Excerpted data below:
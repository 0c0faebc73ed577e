// Copyright (c) 2024-2026 Martin Schröder <info@swedishembedded.com>
//
// SPDX-License-Identifier: MIT
//! Centralised tool-registry builder.
//!
//! The single canonical place where the seven builtin tools are wired up.
//! Adding a tool means registering it here once.

use helm_tools::{
    CheckTerminalStatusTool, ExecuteCommandTool, GetTerminalContextTool, ReadFileTool,
    RememberInfoTool, SendControlKeyTool, ToolRegistry, WriteFileTool,
};

/// Build the [`ToolRegistry`] used by every agent run — there is only one
/// profile; no research/plan mode or sub-agent nesting exists to gate tool
/// visibility.
pub fn build_tool_registry() -> ToolRegistry {
    let mut reg = ToolRegistry::new();
    reg.register(ExecuteCommandTool);
    reg.register(ReadFileTool);
    reg.register(WriteFileTool);
    reg.register(GetTerminalContextTool);
    reg.register(CheckTerminalStatusTool);
    reg.register(SendControlKeyTool);
    reg.register(RememberInfoTool);
    reg
}
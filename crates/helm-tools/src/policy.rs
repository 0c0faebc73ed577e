// Copyright (c) 2024-2026 Martin Schröder <info@swedishembedded.com>
//
// SPDX-License-Identifier: MIT
//! Per-tool approval defaults.
//!
//! `execute_command`'s actual confirmation decision is computed per-call
//! from the risk classifier and the agent's `strict_mode`/`auto_execute_*`
//! flags (C6, SPEC_FULL.md §4.6) — it never consults a static
//! [`ApprovalPolicy`]. Other tools declare one fixed policy for their whole
//! lifetime.

/// Per-tool approval policy.
#[derive(Debug, Clone, Copy, PartialEq, Eq)]
pub enum ApprovalPolicy {
    /// Always run without asking.
    Auto,
    /// Ask the user before each invocation.
    Ask,
    /// Never run; return an error.
    Deny,
}
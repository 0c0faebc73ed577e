use serde::{Deserialize, Serialize};

/// Cost a string in approximate tokens: 1.5 tokens per CJK character (Hiragana,
/// Katakana, CJK Unified Ideographs, Hangul), 0.25 tokens per other character.
///
/// CJK scripts pack far more information per character than Latin text, and
/// tokenizers split them roughly one-token-per-character rather than the
/// four-characters-per-token rule of thumb that holds for English.
fn text_tokens(s: &str) -> f64 {
    fn is_cjk(c: char) -> bool {
        matches!(c as u32,
            0x3040..=0x309F   // Hiragana
            | 0x30A0..=0x30FF // Katakana
            | 0x4E00..=0x9FFF // CJK Unified Ideographs
            | 0x3400..=0x4DBF // CJK Unified Ideographs Extension A
            | 0xAC00..=0xD7A3 // Hangul Syllables
        )
    }
    s.chars()
        .map(|c| if is_cjk(c) { 1.5 } else { 0.25 })
        .sum()
}

// ─── Content part types ───────────────────────────────────────────────────────

/// A single content part in a multi-part message.
///
/// Used for user and assistant messages that mix text with images.
/// Images are always represented as data URLs (`data:<mime>;base64,<b64>`)
/// or HTTPS URLs for providers that accept remote references.
#[derive(Debug, Clone, Serialize, Deserialize, PartialEq)]
#[serde(tag = "type", rename_all = "snake_case")]
pub enum ContentPart {
    Text { text: String },
    Image {
        /// Data URL (`data:image/png;base64,...`) or HTTPS URL.
        image_url: String,
        /// OpenAI vision detail level: `"low"`, `"high"`, or `"auto"`.
        ///
        /// - `"low"` → always 85 tokens regardless of image size; good for logos
        ///   and small thumbnails where fine detail is not required.
        /// - `"high"` → tile-based token counting; better recognition quality.
        /// - `"auto"` (default when `None`) → the provider chooses.
        ///
        /// Ignored by Anthropic, Google, Bedrock, and Cohere (OpenAI-only concept).
        #[serde(default, skip_serializing_if = "Option::is_none")]
        detail: Option<String>,
    },
}

impl ContentPart {
    /// Convenience constructor for a plain text part.
    pub fn text(text: impl Into<String>) -> Self {
        Self::Text { text: text.into() }
    }

    /// Convenience constructor for an image part with the provider default detail.
    pub fn image(image_url: impl Into<String>) -> Self {
        Self::Image { image_url: image_url.into(), detail: None }
    }

    /// Convenience constructor for an image with an explicit OpenAI detail level.
    ///
    /// `detail` should be `"low"`, `"high"`, or `"auto"`.
    pub fn image_with_detail(image_url: impl Into<String>, detail: impl Into<String>) -> Self {
        Self::Image { image_url: image_url.into(), detail: Some(detail.into()) }
    }
}

/// Content returned by a tool – either a plain string or structured parts.
///
/// The `Parts` variant allows a tool to return text and image blocks together.
/// Providers serialize this into their API-specific wire format.
#[derive(Debug, Clone, Serialize, Deserialize, PartialEq)]
#[serde(untagged)]
pub enum ToolResultContent {
    Text(String),
    Parts(Vec<ToolContentPart>),
}

impl ToolResultContent {
    /// Lossy conversion to plain text (images are omitted).
    pub fn as_text(&self) -> Option<&str> {
        match self {
            Self::Text(t) => Some(t),
            Self::Parts(_) => None,
        }
    }

    /// Collect all image URLs embedded in this content.
    pub fn image_urls(&self) -> Vec<&str> {
        match self {
            Self::Text(_) => vec![],
            Self::Parts(parts) => parts
                .iter()
                .filter_map(|p| match p {
                    ToolContentPart::Image { image_url } => Some(image_url.as_str()),
                    _ => None,
                })
                .collect(),
        }
    }
}

impl From<String> for ToolResultContent {
    fn from(s: String) -> Self {
        Self::Text(s)
    }
}

impl From<&str> for ToolResultContent {
    fn from(s: &str) -> Self {
        Self::Text(s.to_string())
    }
}

impl std::fmt::Display for ToolResultContent {
    fn fmt(&self, f: &mut std::fmt::Formatter<'_>) -> std::fmt::Result {
        match self {
            Self::Text(t) => write!(f, "{t}"),
            Self::Parts(parts) => {
                let text = parts
                    .iter()
                    .filter_map(|p| match p {
                        ToolContentPart::Text { text } => Some(text.as_str()),
                        ToolContentPart::Image { .. } => None,
                    })
                    .collect::<Vec<_>>()
                    .join("\n");
                write!(f, "{text}")
            }
        }
    }
}

/// A single content part in a tool result.
#[derive(Debug, Clone, Serialize, Deserialize, PartialEq)]
#[serde(tag = "type", rename_all = "snake_case")]
pub enum ToolContentPart {
    Text { text: String },
    Image {
        /// Data URL (`data:image/png;base64,...`).
        image_url: String,
    },
}

// ─── Data URL helpers ─────────────────────────────────────────────────────────

/// Parse a data URL of the form `data:<mime>;base64,<b64>` and return
/// `Ok((mime_type, base64_string))`.  Returns `Err` for non-data-URLs so
/// callers can fall back to treating the string as a plain HTTPS URL.
pub fn parse_data_url_parts(url: &str) -> Result<(String, String), &'static str> {
    let rest = url.strip_prefix("data:").ok_or("not a data URL")?;
    let (meta, b64) = rest.split_once(',').ok_or("malformed data URL")?;
    let mime = meta.strip_suffix(";base64").unwrap_or(meta).to_string();
    Ok((mime, b64.to_string()))
}

// ─── Message types ────────────────────────────────────────────────────────────

/// A single message in the conversation history.
#[derive(Debug, Clone, Serialize, Deserialize)]
pub struct Message {
    pub role: Role,
    pub content: MessageContent,
}

impl Message {
    pub fn system(text: impl Into<String>) -> Self {
        Self { role: Role::System, content: MessageContent::Text(text.into()) }
    }

    pub fn user(text: impl Into<String>) -> Self {
        Self { role: Role::User, content: MessageContent::Text(text.into()) }
    }

    pub fn assistant(text: impl Into<String>) -> Self {
        Self { role: Role::Assistant, content: MessageContent::Text(text.into()) }
    }

    pub fn tool_result(id: impl Into<String>, content: impl Into<String>) -> Self {
        Self {
            role: Role::Tool,
            content: MessageContent::ToolResult {
                tool_call_id: id.into(),
                content: ToolResultContent::Text(content.into()),
            },
        }
    }

    /// Construct a tool result that contains text plus one or more image parts.
    ///
    /// If `parts` is empty, this falls back to `ToolResultContent::Text("")` to
    /// avoid sending an empty content array to provider APIs.
    pub fn tool_result_with_parts(
        id: impl Into<String>,
        parts: Vec<ToolContentPart>,
    ) -> Self {
        let content = if parts.is_empty() {
            ToolResultContent::Text(String::new())
        } else if parts.len() == 1 {
            // Collapse single text part for cleaner serialization
            if let ToolContentPart::Text { text } = &parts[0] {
                ToolResultContent::Text(text.clone())
            } else {
                ToolResultContent::Parts(parts)
            }
        } else {
            ToolResultContent::Parts(parts)
        };
        Self {
            role: Role::Tool,
            content: MessageContent::ToolResult {
                tool_call_id: id.into(),
                content,
            },
        }
    }

    /// Construct a user message from a list of content parts (text + images).
    ///
    /// If `parts` is empty, falls back to `MessageContent::Text("")`.
    /// If `parts` contains a single text item, collapses to `MessageContent::Text`.
    pub fn user_with_parts(parts: Vec<ContentPart>) -> Self {
        let content = if parts.is_empty() {
            MessageContent::Text(String::new())
        } else if parts.len() == 1 {
            if let ContentPart::Text { text } = &parts[0] {
                MessageContent::Text(text.clone())
            } else {
                MessageContent::ContentParts(parts)
            }
        } else {
            MessageContent::ContentParts(parts)
        };
        Self { role: Role::User, content }
    }

    /// Return the plain text of this message, if it has exactly one text part.
    pub fn as_text(&self) -> Option<&str> {
        match &self.content {
            MessageContent::Text(t) => Some(t),
            MessageContent::ContentParts(parts) if parts.len() == 1 => match &parts[0] {
                ContentPart::Text { text } => Some(text),
                _ => None,
            },
            _ => None,
        }
    }

    /// Collect all image URLs present in this message (user or tool content).
    pub fn image_urls(&self) -> Vec<&str> {
        match &self.content {
            MessageContent::ContentParts(parts) => parts
                .iter()
                .filter_map(|p| match p {
                    ContentPart::Image { image_url, .. } => Some(image_url.as_str()),
                    _ => None,
                })
                .collect(),
            MessageContent::ToolResult { content, .. } => content.image_urls(),
            _ => vec![],
        }
    }

    /// Approximate token count used for context management.
    ///
    /// Text is costed at 1.5 tokens per CJK character (Hiragana, Katakana, CJK
    /// Unified Ideographs, Hangul) and 0.25 tokens per other character — CJK
    /// text tokenizes far denser than the flat chars/4 heuristic assumes.
    /// Images use OpenAI's token estimates: 85 tokens for `detail = "low"`,
    /// 765 tokens otherwise (the typical auto/high estimate for a 512×512
    /// region).
    pub fn approx_tokens(&self) -> usize {
        let tokens = match &self.content {
            MessageContent::Text(t) => text_tokens(t),
            MessageContent::ContentParts(parts) => parts
                .iter()
                .map(|p| match p {
                    ContentPart::Text { text } => text_tokens(text),
                    ContentPart::Image { detail, .. } => {
                        // "low" → fixed 85 tokens regardless of image size.
                        // auto / high / None → ~765 tokens (conservative upper bound).
                        if detail.as_deref() == Some("low") { 85.0 } else { 765.0 }
                    }
                })
                .sum(),
            MessageContent::ToolCall { function, .. } => {
                text_tokens(&function.name) + text_tokens(&function.arguments)
            }
            MessageContent::ToolResult { content, .. } => match content {
                ToolResultContent::Text(t) => text_tokens(t),
                ToolResultContent::Parts(parts) => parts
                    .iter()
                    .map(|p| match p {
                        ToolContentPart::Text { text } => text_tokens(text),
                        ToolContentPart::Image { .. } => 765.0,
                    })
                    .sum(),
            },
        };
        (tokens.round() as usize).max(1)
    }
}

#[derive(Debug, Clone, PartialEq, Eq, Serialize, Deserialize)]
#[serde(rename_all = "lowercase")]
pub enum Role {
    System,
    User,
    Assistant,
    Tool,
}

/// The content of a message.
///
/// - `Text` – simple string (most messages)
/// - `ContentParts` – mixed text + image parts for multimodal user turns
/// - `ToolCall` – the assistant requests a tool invocation
/// - `ToolResult` – the result of a tool call, optionally with image parts
#[derive(Debug, Clone, Serialize, Deserialize)]
#[serde(untagged)]
pub enum MessageContent {
    Text(String),
    ContentParts(Vec<ContentPart>),
    ToolCall {
        tool_call_id: String,
        function: FunctionCall,
    },
    ToolResult {
        tool_call_id: String,
        content: ToolResultContent,
    },
}

#[derive(Debug, Clone, Serialize, Deserialize)]
pub struct FunctionCall {
    pub name: String,
    /// JSON-encoded argument object
    pub arguments: String,
}

/// A tool schema provided to the model.
#[derive(Debug, Clone, Serialize, Deserialize)]
pub struct ToolSchema {
    pub name: String,
    pub description: String,
    /// JSON Schema of the parameters object
    pub parameters: serde_json::Value,
}

/// Request sent to a model provider.
#[derive(Debug, Clone, Default)]
pub struct CompletionRequest {
    pub messages: Vec<Message>,
    pub tools: Vec<ToolSchema>,
    pub stream: bool,
    /// Dynamic context (e.g. git branch/commit, CI info) that should NOT be
    /// included in the cached portion of the system prompt.
    ///
    /// When `None`, all context is already in `messages[0]` (system message)
    /// as usual.  When `Some`, the Anthropic provider appends this as a second
    /// system block *without* `cache_control`, so only the stable prefix is
    /// cached.  Other providers append it to the system message text.
    pub system_dynamic_suffix: Option<String>,
}

/// A single streamed event from the model.
#[derive(Debug, Clone)]
pub enum ResponseEvent {
    /// A text delta streamed from the model
    TextDelta(String),
    /// The model wants to call a tool
    ToolCall {
        /// Provider-assigned position in the tool_calls array; deltas for the
        /// same call share this index (SPEC_FULL.md §4.7) and must be
        /// concatenated by index rather than by `id`, since some providers
        /// omit `id` on continuation deltas.
        index: usize,
        id: String,
        name: String,
        /// Accumulated JSON arguments (may arrive across multiple deltas)
        arguments: String,
    },
    /// A thinking/reasoning delta from the model (extended thinking API).
    /// Accumulated into a Thinking segment and collapsed by default in the UI.
    ThinkingDelta(String),
    /// Final usage statistics
    Usage {
        input_tokens: u32,
        output_tokens: u32,
        /// Tokens served from the provider's prompt cache (read hit).
        cache_read_tokens: u32,
        /// Tokens written into the provider's prompt cache (write/creation).
        cache_write_tokens: u32,
    },
    /// The stream finished normally
    Done,
    /// A recoverable error (non-fatal warning)
    Error(String),
}

/// Token usage from one turn.
#[derive(Debug, Clone, Default)]
pub struct Usage {
    pub input_tokens: u32,
    pub output_tokens: u32,
    /// Tokens served from the provider's prompt cache (read hit).
    pub cache_read_tokens: u32,
    /// Tokens written into the provider's prompt cache (write/creation).
    pub cache_write_tokens: u32,
}

// ─── Unit tests ──────────────────────────────────────────────────────────────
End of Excerpted data.
What is expected
Exact reproduction is required: output the lines from the start of the entries above through the line with "reg.register(ReadFileTool);".

Expected output
repository 0c0faebc73ed577e
// Copyright (c) 2024-2026 Martin Schröder <info@swedishembedded.com>
//
// SPDX-License-Identifier: MIT
//! Centralised tool-registry builder.
//!
//! The single canonical place where the seven builtin tools are wired up.
//! Adding a tool means registering it here once.

use helm_tools::{
    CheckTerminalStatusTool, ExecuteCommandTool, GetTerminalContextTool, ReadFileTool,
    RememberInfoTool, SendControlKeyTool, ToolRegistry, WriteFileTool,
};

/// Build the [`ToolRegistry`] used by every agent run — there is only one
/// profile; no research/plan mode or sub-agent nesting exists to gate tool
/// visibility.
pub fn build_tool_registry() -> ToolRegistry {
    let mut reg = ToolRegistry::new();
    reg.register(ExecuteCommandTool);
    reg.register(ReadFileTool);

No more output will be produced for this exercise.